(RECORD EXCERPTS)
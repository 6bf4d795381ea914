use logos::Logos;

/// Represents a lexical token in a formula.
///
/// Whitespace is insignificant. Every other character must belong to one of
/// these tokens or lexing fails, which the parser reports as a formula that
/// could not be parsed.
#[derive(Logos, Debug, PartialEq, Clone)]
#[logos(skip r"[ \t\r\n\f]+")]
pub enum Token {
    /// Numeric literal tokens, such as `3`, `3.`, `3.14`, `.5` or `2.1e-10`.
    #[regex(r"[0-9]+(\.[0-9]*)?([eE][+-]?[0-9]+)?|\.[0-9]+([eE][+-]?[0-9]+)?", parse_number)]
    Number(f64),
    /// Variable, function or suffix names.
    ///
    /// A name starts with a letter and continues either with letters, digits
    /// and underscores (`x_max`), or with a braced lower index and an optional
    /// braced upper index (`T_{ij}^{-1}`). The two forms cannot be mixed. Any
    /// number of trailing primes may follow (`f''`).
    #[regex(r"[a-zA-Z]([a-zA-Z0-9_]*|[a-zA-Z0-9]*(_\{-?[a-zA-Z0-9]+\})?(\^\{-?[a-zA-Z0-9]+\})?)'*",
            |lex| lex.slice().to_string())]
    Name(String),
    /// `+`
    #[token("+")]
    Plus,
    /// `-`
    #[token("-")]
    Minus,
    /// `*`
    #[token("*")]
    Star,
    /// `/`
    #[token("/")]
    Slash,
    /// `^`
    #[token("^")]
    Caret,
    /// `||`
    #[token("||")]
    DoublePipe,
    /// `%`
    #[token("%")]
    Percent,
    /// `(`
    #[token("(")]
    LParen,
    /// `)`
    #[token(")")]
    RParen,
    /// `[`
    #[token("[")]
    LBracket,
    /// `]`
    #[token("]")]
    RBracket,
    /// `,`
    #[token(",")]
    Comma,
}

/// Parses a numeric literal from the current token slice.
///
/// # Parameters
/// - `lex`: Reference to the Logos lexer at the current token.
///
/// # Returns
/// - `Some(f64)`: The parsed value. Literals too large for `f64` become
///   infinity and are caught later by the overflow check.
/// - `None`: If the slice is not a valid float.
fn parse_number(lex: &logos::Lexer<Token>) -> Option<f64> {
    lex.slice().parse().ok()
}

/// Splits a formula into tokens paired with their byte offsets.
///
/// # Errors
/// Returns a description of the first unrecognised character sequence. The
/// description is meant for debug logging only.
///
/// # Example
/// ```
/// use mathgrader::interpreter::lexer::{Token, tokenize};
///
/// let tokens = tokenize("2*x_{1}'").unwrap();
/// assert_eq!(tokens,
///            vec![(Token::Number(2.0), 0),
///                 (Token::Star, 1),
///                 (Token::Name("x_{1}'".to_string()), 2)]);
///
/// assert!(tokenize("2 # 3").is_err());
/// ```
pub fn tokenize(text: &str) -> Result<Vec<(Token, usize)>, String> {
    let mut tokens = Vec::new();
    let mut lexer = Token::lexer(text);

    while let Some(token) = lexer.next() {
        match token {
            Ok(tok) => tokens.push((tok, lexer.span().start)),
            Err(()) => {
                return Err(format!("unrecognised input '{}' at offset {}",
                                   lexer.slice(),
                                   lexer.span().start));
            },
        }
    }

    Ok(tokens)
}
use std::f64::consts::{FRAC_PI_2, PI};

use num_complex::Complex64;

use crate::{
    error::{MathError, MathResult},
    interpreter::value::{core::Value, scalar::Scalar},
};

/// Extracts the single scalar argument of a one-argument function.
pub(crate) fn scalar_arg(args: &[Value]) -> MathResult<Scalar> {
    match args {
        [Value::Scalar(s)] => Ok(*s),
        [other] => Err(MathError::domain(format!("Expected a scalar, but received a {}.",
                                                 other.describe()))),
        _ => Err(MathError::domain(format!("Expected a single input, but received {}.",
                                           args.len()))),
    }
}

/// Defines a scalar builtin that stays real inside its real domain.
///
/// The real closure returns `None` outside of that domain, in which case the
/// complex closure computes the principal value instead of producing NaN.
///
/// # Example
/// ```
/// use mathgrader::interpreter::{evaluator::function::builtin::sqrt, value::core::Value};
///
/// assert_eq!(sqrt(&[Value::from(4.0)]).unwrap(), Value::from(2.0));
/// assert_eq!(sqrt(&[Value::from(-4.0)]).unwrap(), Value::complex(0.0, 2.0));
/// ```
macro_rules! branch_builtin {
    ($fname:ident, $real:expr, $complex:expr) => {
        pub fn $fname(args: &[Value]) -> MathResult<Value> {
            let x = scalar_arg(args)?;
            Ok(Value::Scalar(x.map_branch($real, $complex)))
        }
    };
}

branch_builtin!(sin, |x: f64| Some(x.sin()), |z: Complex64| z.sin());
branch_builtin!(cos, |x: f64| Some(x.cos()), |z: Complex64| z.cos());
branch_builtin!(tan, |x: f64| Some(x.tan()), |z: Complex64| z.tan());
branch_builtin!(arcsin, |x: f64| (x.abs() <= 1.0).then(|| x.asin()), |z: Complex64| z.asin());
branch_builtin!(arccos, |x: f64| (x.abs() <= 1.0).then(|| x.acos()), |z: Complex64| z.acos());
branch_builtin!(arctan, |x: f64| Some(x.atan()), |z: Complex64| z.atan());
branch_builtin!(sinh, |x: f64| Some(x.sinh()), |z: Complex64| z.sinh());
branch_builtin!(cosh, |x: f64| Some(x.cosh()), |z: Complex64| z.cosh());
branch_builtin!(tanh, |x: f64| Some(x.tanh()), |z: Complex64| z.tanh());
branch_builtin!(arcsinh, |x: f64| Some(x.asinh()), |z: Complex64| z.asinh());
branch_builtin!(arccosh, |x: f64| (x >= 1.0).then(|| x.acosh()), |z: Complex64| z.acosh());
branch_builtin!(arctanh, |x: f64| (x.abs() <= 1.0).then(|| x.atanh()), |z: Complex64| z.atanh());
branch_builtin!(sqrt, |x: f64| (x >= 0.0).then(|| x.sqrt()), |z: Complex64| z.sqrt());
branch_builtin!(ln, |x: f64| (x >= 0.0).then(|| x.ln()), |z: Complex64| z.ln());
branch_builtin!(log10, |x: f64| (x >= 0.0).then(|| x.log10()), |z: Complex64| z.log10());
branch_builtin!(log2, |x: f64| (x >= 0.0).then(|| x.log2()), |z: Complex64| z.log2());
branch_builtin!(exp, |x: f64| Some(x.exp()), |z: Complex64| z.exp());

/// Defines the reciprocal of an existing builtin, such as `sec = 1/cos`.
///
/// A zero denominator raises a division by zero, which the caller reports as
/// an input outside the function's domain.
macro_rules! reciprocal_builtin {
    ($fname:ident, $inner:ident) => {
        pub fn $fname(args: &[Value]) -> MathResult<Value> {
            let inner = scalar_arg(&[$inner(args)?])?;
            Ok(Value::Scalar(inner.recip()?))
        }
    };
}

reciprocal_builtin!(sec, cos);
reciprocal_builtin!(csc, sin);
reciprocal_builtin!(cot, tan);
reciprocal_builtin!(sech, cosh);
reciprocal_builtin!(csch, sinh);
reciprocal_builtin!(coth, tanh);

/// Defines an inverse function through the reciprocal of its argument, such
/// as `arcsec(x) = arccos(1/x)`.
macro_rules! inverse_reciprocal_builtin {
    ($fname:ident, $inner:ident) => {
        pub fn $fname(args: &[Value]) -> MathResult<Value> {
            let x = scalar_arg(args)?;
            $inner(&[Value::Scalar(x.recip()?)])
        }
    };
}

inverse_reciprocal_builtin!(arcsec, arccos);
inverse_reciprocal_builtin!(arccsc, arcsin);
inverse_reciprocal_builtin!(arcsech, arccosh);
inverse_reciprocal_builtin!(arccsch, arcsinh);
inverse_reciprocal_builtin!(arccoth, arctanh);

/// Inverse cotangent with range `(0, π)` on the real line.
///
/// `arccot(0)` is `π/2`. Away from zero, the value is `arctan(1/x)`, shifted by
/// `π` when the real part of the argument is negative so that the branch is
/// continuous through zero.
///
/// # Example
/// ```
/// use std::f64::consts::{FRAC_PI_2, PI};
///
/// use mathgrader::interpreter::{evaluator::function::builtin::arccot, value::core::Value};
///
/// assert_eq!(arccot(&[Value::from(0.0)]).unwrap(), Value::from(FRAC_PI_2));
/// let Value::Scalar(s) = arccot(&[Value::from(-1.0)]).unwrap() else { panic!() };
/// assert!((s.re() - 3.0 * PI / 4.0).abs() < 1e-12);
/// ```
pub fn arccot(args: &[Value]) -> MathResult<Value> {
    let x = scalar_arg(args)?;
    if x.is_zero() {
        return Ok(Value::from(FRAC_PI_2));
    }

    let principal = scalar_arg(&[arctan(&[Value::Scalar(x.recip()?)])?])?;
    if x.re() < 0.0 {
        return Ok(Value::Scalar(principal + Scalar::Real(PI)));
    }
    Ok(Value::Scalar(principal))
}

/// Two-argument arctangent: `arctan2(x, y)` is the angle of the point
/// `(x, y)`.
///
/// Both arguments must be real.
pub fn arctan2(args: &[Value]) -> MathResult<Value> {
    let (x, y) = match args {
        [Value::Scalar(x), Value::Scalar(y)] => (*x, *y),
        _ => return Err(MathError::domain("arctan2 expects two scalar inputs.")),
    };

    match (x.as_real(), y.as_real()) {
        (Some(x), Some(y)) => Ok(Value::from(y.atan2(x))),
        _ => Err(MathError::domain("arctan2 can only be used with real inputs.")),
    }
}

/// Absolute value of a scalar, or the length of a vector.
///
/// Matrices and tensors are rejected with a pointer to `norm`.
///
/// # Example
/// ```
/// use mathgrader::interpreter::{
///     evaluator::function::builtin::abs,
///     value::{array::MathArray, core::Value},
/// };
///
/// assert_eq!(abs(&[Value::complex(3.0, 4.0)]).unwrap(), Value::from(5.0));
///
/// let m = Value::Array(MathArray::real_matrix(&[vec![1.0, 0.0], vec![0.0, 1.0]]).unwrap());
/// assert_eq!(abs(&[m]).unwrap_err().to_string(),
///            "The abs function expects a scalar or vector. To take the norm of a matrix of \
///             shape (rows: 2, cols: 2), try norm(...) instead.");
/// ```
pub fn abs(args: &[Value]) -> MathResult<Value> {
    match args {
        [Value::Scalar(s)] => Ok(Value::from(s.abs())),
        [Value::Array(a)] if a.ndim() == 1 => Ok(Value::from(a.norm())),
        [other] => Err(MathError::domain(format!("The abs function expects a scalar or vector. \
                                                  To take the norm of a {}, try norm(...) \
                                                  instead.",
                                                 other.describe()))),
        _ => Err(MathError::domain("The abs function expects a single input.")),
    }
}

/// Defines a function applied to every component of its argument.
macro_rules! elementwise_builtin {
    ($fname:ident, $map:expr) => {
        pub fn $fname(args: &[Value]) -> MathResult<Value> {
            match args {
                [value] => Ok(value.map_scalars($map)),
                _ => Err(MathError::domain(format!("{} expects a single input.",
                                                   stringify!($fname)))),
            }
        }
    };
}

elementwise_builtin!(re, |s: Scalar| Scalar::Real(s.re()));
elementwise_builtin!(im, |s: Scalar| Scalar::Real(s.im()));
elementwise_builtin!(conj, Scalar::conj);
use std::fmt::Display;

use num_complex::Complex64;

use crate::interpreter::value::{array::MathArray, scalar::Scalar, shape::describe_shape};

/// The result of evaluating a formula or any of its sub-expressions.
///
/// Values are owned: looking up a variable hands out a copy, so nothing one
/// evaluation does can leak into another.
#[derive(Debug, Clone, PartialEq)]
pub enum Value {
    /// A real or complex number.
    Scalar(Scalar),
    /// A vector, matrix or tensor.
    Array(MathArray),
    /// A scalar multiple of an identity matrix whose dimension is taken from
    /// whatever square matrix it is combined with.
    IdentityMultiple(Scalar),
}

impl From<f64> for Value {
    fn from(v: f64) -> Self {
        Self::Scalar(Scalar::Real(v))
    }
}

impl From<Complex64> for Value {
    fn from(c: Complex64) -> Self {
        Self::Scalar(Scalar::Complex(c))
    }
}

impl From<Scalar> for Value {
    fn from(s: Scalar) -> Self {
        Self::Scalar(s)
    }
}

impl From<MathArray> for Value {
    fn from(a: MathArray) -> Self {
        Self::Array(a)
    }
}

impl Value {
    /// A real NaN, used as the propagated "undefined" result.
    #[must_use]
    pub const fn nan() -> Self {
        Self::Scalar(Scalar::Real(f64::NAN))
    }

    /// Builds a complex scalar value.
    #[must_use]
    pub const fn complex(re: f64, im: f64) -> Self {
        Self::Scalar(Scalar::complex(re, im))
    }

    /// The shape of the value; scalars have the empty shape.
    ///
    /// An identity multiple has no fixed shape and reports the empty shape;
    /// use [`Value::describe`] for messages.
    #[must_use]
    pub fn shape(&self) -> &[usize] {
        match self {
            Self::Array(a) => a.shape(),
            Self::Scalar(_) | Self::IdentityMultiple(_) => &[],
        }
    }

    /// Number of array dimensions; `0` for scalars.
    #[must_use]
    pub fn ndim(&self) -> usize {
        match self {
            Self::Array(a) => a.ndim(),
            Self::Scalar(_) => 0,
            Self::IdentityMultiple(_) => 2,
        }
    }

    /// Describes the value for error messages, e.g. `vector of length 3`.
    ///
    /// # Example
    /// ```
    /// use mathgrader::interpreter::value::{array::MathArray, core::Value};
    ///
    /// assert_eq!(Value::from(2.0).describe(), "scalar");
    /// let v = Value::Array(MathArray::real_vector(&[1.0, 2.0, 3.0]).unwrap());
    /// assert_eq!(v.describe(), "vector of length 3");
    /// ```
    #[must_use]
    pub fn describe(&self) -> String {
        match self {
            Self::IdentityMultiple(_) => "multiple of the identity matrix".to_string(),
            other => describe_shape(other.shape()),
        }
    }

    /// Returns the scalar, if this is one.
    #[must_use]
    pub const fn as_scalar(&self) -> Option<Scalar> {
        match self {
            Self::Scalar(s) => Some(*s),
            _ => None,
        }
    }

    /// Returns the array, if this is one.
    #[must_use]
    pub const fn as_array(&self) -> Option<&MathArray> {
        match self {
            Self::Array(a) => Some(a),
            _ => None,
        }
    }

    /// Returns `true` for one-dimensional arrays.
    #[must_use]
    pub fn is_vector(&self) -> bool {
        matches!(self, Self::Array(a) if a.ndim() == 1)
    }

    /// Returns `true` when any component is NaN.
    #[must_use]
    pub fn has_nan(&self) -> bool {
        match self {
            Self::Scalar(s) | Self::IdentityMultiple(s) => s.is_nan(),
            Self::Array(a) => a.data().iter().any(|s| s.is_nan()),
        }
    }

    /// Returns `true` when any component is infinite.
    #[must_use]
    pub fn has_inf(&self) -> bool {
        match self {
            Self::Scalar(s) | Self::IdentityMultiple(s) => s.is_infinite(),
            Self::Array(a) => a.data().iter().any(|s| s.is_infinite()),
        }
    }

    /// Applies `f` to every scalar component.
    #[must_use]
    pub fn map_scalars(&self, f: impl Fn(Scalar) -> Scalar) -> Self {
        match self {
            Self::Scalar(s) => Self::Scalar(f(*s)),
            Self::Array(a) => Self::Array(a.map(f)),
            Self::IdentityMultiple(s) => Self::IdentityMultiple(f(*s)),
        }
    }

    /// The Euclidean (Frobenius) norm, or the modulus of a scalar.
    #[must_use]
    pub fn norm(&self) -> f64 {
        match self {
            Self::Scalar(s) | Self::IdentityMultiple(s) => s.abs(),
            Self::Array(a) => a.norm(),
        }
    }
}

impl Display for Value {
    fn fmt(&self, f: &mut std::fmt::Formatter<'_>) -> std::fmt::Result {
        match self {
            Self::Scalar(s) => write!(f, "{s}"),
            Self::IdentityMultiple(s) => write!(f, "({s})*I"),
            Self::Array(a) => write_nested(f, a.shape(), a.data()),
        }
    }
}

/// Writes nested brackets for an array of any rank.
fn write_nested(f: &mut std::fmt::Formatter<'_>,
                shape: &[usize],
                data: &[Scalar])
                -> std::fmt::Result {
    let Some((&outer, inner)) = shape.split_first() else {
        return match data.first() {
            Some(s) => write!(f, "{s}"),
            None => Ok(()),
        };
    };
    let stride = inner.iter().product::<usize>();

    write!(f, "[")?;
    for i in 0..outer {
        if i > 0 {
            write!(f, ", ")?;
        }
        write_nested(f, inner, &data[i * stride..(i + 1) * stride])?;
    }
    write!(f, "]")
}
(End RECORD EXCERPTS)
If a line above holds the string "closure", count it; give the final total as the only output.

2